═════ Excerpted data
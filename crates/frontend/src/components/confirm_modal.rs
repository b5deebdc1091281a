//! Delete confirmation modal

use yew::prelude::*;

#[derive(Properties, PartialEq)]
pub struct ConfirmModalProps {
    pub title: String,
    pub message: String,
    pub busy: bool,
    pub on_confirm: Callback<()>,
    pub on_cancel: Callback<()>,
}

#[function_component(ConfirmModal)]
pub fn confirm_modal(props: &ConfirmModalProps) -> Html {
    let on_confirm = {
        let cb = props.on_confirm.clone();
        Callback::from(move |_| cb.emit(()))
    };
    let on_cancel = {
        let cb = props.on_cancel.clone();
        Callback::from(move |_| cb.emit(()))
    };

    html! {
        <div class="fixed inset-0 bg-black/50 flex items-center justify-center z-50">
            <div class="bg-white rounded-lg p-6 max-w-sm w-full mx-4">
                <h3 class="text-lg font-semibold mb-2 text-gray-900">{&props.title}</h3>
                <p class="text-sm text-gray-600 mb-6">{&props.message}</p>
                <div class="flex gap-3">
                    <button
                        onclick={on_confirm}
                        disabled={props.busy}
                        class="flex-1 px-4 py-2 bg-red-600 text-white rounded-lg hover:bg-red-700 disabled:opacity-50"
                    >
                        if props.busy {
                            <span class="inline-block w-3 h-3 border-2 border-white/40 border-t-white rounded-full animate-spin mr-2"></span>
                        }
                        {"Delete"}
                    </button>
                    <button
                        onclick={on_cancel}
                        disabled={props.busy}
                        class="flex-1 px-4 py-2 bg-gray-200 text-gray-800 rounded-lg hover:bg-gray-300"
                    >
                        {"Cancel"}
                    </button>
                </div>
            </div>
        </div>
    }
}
══════════
═════ Excerpted data
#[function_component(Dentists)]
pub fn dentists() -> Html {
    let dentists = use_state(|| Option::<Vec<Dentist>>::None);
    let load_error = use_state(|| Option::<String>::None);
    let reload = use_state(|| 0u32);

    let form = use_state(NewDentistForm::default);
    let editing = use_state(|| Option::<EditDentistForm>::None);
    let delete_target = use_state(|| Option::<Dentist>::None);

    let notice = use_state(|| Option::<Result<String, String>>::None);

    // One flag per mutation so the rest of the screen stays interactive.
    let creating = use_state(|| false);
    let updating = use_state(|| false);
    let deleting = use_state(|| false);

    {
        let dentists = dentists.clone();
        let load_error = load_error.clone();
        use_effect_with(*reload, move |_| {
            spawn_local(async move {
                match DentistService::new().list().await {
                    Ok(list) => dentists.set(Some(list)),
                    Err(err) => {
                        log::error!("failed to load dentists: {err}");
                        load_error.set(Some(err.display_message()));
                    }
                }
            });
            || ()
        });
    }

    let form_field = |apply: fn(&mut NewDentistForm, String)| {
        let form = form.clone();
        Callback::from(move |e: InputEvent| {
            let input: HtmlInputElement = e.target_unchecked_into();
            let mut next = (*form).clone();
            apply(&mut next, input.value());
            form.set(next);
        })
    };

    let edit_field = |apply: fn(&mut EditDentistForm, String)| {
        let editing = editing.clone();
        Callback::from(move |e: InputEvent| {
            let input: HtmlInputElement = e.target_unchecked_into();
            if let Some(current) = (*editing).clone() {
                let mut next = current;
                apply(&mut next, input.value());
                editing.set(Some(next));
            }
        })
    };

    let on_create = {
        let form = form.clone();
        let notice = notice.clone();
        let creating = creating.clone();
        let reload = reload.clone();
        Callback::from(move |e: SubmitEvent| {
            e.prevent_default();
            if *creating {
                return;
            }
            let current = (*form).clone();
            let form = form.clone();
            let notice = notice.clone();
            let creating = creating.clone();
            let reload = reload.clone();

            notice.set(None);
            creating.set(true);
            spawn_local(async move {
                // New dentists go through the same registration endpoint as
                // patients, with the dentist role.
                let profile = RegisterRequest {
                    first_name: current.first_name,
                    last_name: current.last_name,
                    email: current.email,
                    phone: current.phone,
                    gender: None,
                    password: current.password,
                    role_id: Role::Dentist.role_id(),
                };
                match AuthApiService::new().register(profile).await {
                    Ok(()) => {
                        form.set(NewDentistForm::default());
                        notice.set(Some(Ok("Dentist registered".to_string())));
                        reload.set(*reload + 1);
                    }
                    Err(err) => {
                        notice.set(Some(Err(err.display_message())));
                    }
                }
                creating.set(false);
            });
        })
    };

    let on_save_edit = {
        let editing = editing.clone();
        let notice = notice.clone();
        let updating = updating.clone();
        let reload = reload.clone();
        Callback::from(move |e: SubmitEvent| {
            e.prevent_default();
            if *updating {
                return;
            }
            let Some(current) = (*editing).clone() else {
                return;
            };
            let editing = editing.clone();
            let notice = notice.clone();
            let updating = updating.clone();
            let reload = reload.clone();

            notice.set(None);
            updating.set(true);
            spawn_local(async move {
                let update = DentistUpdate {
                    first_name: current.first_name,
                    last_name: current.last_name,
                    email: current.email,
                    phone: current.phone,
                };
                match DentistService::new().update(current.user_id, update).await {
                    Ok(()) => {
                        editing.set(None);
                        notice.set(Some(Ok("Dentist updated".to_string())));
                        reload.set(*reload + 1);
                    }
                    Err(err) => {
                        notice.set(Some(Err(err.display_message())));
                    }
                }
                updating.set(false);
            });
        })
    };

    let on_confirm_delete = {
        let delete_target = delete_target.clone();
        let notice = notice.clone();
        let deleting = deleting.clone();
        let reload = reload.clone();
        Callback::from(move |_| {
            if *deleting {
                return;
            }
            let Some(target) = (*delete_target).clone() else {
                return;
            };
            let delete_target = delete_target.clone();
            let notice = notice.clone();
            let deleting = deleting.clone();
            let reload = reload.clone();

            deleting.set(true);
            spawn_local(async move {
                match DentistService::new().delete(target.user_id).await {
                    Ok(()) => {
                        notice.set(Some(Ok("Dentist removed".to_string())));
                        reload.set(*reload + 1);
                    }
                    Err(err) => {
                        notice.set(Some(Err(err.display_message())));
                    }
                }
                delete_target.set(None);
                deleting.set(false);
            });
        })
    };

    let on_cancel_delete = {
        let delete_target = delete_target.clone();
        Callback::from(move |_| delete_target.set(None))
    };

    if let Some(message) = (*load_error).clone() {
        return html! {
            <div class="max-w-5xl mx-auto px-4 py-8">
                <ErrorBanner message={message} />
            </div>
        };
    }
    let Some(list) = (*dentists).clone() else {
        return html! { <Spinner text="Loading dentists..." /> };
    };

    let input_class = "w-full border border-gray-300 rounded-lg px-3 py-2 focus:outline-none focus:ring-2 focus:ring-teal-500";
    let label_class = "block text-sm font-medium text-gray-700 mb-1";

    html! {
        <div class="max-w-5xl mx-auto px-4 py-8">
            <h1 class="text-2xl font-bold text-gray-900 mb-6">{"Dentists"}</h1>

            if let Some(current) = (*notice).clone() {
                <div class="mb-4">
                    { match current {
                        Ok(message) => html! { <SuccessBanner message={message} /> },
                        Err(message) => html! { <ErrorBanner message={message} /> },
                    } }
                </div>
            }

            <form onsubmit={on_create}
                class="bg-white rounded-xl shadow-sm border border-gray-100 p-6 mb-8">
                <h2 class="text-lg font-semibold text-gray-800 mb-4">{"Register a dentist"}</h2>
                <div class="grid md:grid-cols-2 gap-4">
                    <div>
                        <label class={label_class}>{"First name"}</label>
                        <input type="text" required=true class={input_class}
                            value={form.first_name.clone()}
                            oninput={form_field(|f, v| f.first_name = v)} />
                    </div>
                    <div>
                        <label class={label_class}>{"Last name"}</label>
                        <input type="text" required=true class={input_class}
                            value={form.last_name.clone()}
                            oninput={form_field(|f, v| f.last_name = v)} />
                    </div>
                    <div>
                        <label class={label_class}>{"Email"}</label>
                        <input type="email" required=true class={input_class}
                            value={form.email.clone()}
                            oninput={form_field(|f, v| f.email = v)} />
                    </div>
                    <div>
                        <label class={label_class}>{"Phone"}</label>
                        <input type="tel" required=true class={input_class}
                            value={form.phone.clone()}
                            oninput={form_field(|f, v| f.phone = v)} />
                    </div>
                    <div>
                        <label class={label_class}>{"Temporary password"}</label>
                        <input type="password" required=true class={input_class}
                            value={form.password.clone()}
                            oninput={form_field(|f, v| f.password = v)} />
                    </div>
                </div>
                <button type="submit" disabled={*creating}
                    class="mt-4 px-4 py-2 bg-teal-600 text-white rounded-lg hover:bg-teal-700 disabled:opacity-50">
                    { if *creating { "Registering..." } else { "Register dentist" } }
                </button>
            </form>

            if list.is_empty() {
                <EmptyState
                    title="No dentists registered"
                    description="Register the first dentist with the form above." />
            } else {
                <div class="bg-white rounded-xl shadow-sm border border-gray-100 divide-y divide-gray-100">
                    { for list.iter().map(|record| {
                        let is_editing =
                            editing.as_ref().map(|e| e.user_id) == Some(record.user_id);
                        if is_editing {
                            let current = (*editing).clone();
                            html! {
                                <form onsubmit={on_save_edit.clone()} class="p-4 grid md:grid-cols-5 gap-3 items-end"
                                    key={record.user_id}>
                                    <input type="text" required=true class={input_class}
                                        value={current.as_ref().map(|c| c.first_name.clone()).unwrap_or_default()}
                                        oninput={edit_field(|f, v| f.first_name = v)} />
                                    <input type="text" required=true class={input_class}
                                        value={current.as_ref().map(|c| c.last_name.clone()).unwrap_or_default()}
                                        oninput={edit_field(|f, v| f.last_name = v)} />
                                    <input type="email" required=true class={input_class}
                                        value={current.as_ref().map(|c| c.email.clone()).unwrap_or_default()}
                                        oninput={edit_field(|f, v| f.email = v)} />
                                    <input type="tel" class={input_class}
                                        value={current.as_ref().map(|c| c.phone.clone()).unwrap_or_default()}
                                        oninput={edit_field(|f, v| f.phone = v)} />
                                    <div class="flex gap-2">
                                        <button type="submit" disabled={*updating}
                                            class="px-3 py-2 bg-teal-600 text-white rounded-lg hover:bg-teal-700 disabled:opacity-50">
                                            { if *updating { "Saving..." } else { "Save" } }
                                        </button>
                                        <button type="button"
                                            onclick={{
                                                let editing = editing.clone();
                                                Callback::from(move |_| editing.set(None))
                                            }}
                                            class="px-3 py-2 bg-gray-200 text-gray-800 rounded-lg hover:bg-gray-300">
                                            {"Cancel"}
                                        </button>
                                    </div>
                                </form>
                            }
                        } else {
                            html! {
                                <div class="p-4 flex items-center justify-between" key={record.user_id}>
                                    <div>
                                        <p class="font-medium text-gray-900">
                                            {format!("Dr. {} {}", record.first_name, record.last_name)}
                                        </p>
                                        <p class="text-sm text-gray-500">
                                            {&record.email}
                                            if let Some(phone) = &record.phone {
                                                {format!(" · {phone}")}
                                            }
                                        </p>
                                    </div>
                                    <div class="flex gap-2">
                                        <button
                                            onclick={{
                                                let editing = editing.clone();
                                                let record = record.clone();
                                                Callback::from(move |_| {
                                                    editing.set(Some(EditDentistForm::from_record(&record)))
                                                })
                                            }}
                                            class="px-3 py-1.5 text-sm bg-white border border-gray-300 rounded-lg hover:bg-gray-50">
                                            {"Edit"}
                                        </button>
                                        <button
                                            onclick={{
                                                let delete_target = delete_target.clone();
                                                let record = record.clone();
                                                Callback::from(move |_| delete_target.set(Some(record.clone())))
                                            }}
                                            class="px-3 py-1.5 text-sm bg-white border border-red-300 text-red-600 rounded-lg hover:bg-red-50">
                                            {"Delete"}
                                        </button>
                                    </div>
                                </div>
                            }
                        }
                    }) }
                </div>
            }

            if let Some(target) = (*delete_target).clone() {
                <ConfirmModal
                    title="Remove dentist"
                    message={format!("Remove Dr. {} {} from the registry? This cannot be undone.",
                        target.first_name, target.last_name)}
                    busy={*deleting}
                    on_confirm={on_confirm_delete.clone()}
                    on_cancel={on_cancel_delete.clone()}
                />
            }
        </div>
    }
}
══════════
* Try it: Above are some records. Count the lines among them with the word "password", and answer with the number only.

* Answer box: 5